He squeezed Rea’s hand and with through a haze of sleep she squeezed his hand back and let out a small noise. Even asleep, even unconscious, she tried to tell him everything would be okay. “Rea,” he said, but couldn’t think of anything else to say after that. She made a mumbling noise, like she was trying to reply. He put his other hand on her head. He squeezed her hand.
She squeezed back. Sometimes he tried to picture the end of all this, after he’d killed the inugami, after everything was over. What would they do? Go home to different worlds? Even at home they’d be in different countries - Japan and...fuck, the USA, right? Canada? He’d never actually asked. He didn’t know what to say, what he was supposed to say. Sometimes, late at night, everything felt like it was speeding towards some kind of conclusion. This all had happened before, he just couldn’t shake that sensation. He squeezed her hand. She squeezed back. Everything felt all messed up, like a swirling cloud of pain was heading their way. He squeezed her hand. Sometimes, there was a ball in his chest, tangling up his organs around it. She squeezed back.
Maybe staying here was key.

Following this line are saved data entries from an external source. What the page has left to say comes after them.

//! End-to-end training, prediction and archiving over a scratch database.

mod common;

use burn::backend::{Autodiff, NdArray};
use burn::module::AutodiffModule;
use burn::optim::AdamConfig;
use burn::prelude::*;

use common::{data_config, scratch_database, TinyNet};
use reco::{
    DataLoader, EarlyStoppingConfig, GraphBatch, GraphNetwork, LossFunction, Mode, MseLoss,
    PiecewiseLinearLr, PredictionTable, Predictor, Result, RunArchive, RunConfig, ScheduleConfig,
    SqliteEventDataset, Trainer, TrainingConfig,
};

type AD = Autodiff<NdArray>;

fn run_config(max_epochs: usize, patience: usize) -> RunConfig {
    RunConfig {
        data: data_config(2, 0),
        training: TrainingConfig {
            target: "energy".to_string(),
            max_epochs,
            learning_rate: 1e-2,
            early_stopping: EarlyStoppingConfig {
                mode: Mode::Min,
                min_delta: 0.0,
                percentage: false,
                patience,
            },
        },
        schedule: None,
    }
}

#[test]
fn test_full_training_run() {
    let dir = tempfile::tempdir().unwrap();
    let events: Vec<i64> = (1..=12).collect();
    let database = scratch_database(dir.path(), "events.db", &events);
    let device = Default::default();

    AD::seed(7);
    let model = TinyNet::<AD>::new(&device);
    let optimizer = AdamConfig::new().init::<AD, TinyNet<AD>>();

    let trainer = Trainer::from_source(
        &database,
        None,
        &run_config(3, 10),
        optimizer,
        MseLoss::new(),
        device,
    )
    .unwrap();

    let (model, report) = trainer.fit(model).unwrap();

    assert_eq!(report.epochs_run, 3);
    assert!(!report.stopped_early);
    // 12 events -> 8 train events -> 4 batches of 2.
    assert_eq!(report.batches_per_epoch, 4);
    assert!(report.final_train_loss.is_finite());
    assert!(report.best_validation_loss.is_finite());

    // The restored model is usable for inference.
    let valid_model = model.valid();
    let dataset =
        SqliteEventDataset::new(&database, &data_config(4, 0), None).unwrap();
    let mut loader = DataLoader::new(dataset, 4, false, 0);
    let batch = loader.iter().unwrap().next().unwrap().unwrap();
    let device: <NdArray as Backend>::Device = Default::default();
    let output: Tensor<NdArray, 2> = valid_model.forward(&batch, &device);
    assert_eq!(output.dims(), [4, 1]);
}

/// Validation loss that never improves after the first epoch: MSE drives
/// the gradient steps, while validation always reads 1.0.
struct PlateauLoss;

impl LossFunction<AD> for PlateauLoss {
    fn forward(
        &self,
        prediction: Tensor<AD, 2>,
        batch: &GraphBatch,
        target: &str,
        device: &<AD as Backend>::Device,
    ) -> Result<Tensor<AD, 1>> {
        MseLoss::new().forward(prediction, batch, target, device)
    }
}

impl LossFunction<NdArray> for PlateauLoss {
    fn forward(
        &self,
        _prediction: Tensor<NdArray, 2>,
        _batch: &GraphBatch,
        _target: &str,
        device: &<NdArray as Backend>::Device,
    ) -> Result<Tensor<NdArray, 1>> {
        Ok(Tensor::from_floats([1.0], device))
    }
}

#[test]
fn test_early_stop_restores_first_epoch_snapshot() {
    let dir = tempfile::tempdir().unwrap();
    let events: Vec<i64> = (1..=12).collect();
    let database = scratch_database(dir.path(), "events.db", &events);
    let device: <AD as Backend>::Device = Default::default();

    // Flat validation with patience 1 halts in epoch 1 (the second epoch)
    // and must hand back the epoch-0 snapshot.
    AD::seed(7);
    let model = TinyNet::<AD>::new(&device);
    let optimizer = AdamConfig::new().init::<AD, TinyNet<AD>>();
    let trainer = Trainer::from_source(
        &database,
        None,
        &run_config(5, 1),
        optimizer,
        PlateauLoss,
        device.clone(),
    )
    .unwrap();
    let (stopped_model, report) = trainer.fit(model).unwrap();

    assert!(report.stopped_early);
    assert_eq!(report.stopped_at_epoch, Some(1));
    assert_eq!(report.epochs_run, 2);

    // Reference: identical run truncated to one epoch.
    AD::seed(7);
    let model = TinyNet::<AD>::new(&device);
    let optimizer = AdamConfig::new().init::<AD, TinyNet<AD>>();
    let trainer = Trainer::from_source(
        &database,
        None,
        &run_config(1, 1),
        optimizer,
        PlateauLoss,
        device,
    )
    .unwrap();
    let (reference_model, reference_report) = trainer.fit(model).unwrap();
    assert_eq!(reference_report.epochs_run, 1);

    assert_eq!(stopped_model.weights(), reference_model.weights());
}

#[test]
fn test_schedule_covers_the_whole_run() {
    let dir = tempfile::tempdir().unwrap();
    let events: Vec<i64> = (1..=12).collect();
    let database = scratch_database(dir.path(), "events.db", &events);
    let device = Default::default();

    let mut config = run_config(3, 10);
    config.schedule = Some(ScheduleConfig {
        start_lr: 1e-4,
        max_lr: 1e-2,
        end_lr: 1e-4,
    });

    AD::seed(7);
    let model = TinyNet::<AD>::new(&device);
    let optimizer = AdamConfig::new().init::<AD, TinyNet<AD>>();
    let trainer = Trainer::from_source(
        &database,
        None,
        &config,
        optimizer,
        MseLoss::new(),
        device,
    )
    .unwrap();

    // 4 train batches x 3 epochs = 12 optimizer steps; the sized curve
    // (2 up + 10 down + 1) serves all of them without running out.
    let (_, report) = trainer.fit(model).unwrap();
    assert_eq!(report.epochs_run, 3);
}

#[test]
fn test_explicit_schedule_wiring() {
    let dir = tempfile::tempdir().unwrap();
    let events: Vec<i64> = (1..=8).collect();
    let database = scratch_database(dir.path(), "events.db", &events);
    let device = Default::default();

    let config = run_config(2, 10);
    let (train_loader, validation_loader) = reco::make_train_validation_loaders(
        &database,
        None,
        &config.data,
    )
    .unwrap();
    let steps = train_loader.len() * config.training.max_epochs;

    AD::seed(7);
    let model = TinyNet::<AD>::new(&device);
    let optimizer = AdamConfig::new().init::<AD, TinyNet<AD>>();
    let trainer = Trainer::new(
        config.training,
        train_loader,
        validation_loader,
        optimizer,
        MseLoss::new(),
        device,
    )
    .with_schedule(PiecewiseLinearLr::new(1, steps, 1e-4, 1e-2, 1e-4));

    let (_, report) = trainer.fit(model).unwrap();
    assert_eq!(report.epochs_run, 2);
}

#[test]
fn test_predict_and_archive() {
    let dir = tempfile::tempdir().unwrap();
    let events: Vec<i64> = (1..=10).collect();
    let database = scratch_database(dir.path(), "events.db", &events);
    let device: <AD as Backend>::Device = Default::default();

    AD::seed(7);
    let model = TinyNet::<AD>::new(&device);
    let optimizer = AdamConfig::new().init::<AD, TinyNet<AD>>();
    let trainer = Trainer::from_source(
        &database,
        None,
        &run_config(1, 10),
        optimizer,
        MseLoss::new(),
        device.clone(),
    )
    .unwrap();
    let (model, _) = trainer.fit(model).unwrap();
    let model = model.valid();

    // Predict over the full selection, exercising the worker path.
    let dataset = SqliteEventDataset::new(&database, &data_config(3, 2), None).unwrap();
    let loader = DataLoader::new(dataset, 3, false, 2);
    let predictor = Predictor::<NdArray>::new(
        loader,
        "energy",
        vec!["energy_pred".to_string()],
        device,
    );
    let table = predictor.predict(model.clone()).unwrap();

    assert_eq!(table.len(), 10);
    assert_eq!(table.event_nos, events);
    assert_eq!(table.header(), vec!["energy_pred", "event_no", "energy"]);

    let archive = RunArchive::new(dir.path().join("archive"));
    let run_dir = archive
        .save_results::<NdArray, _>(&database, "energy_v1", &table, &model)
        .unwrap();
    assert!(run_dir.join("results.csv").exists());
    assert!(run_dir.join("energy_v1.mpk").exists());
}

#[test]
fn test_post_processing_replaces_the_table() {
    let dir = tempfile::tempdir().unwrap();
    let events: Vec<i64> = (1..=6).collect();
    let database = scratch_database(dir.path(), "events.db", &events);
    let device: <NdArray as Backend>::Device = Default::default();

    NdArray::<f32>::seed(3);
    let model = TinyNet::<NdArray>::new(&device);

    let dataset = SqliteEventDataset::new(&database, &data_config(2, 0), None).unwrap();
    let loader = DataLoader::new(dataset, 2, false, 0);
    let predictor = Predictor::<NdArray>::new(
        loader,
        "energy",
        vec!["energy_pred".to_string()],
        device,
    )
    .with_post_processing(|table, target| {
        assert_eq!(target, "energy");
        let doubled = table
            .predictions
            .iter()
            .map(|row| row.iter().map(|v| v * 2.0).collect())
            .collect();
        PredictionTable::new(
            table.output_columns.clone(),
            doubled,
            table.event_nos.clone(),
            table.target_name.clone(),
            table.targets.clone(),
        )
    });

    let raw_model = model.clone();
    let table = predictor.predict(model).unwrap();

    // Compare against an un-post-processed pass.
    let dataset = SqliteEventDataset::new(&database, &data_config(2, 0), None).unwrap();
    let loader = DataLoader::new(dataset, 2, false, 0);
    let plain = Predictor::<NdArray>::new(
        loader,
        "energy",
        vec!["energy_pred".to_string()],
        Default::default(),
    )
    .predict(raw_model)
    .unwrap();

    for (doubled, raw) in table.predictions.iter().zip(&plain.predictions) {
        assert!((doubled[0] - raw[0] * 2.0).abs() < 1e-6);
    }
}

He squeezed her hand. Maybe they should shut off their spaceship and stay on this little planet, for the rest of time. She squeezed back. Maybe this was where they could be safe, here, Wayward Son against the rest of the universe. We just need somewhere we can be safe, he thought, and lay in the dark and listened to the cottage breathe.
He squeezed her hand.
dinner
“The fork is confused,” Rea explained. “The fork thought it was fake chicken nugget night.”
“The fork is useless.”
“The spoon is just jealous because it will never be as shiny and sharp as the fork.”
“The spoon says haha, good luck eating anything tonight.”
“The spoon’s kind of a dick.”
“Yeah…” Under the table his toes clumsily, gently, collided with her shin. He didn’t know how to do this. She reached over and took his spoon. He took it back. “I better watch the spoon. It’s up to something.”
They looked at each other. For a second he thought he might say something. He thought she might say something. They watched each other’s faces and discovered that they didn’t have to say anything. She bumped her toes gently into his shin. “Cool,” she said.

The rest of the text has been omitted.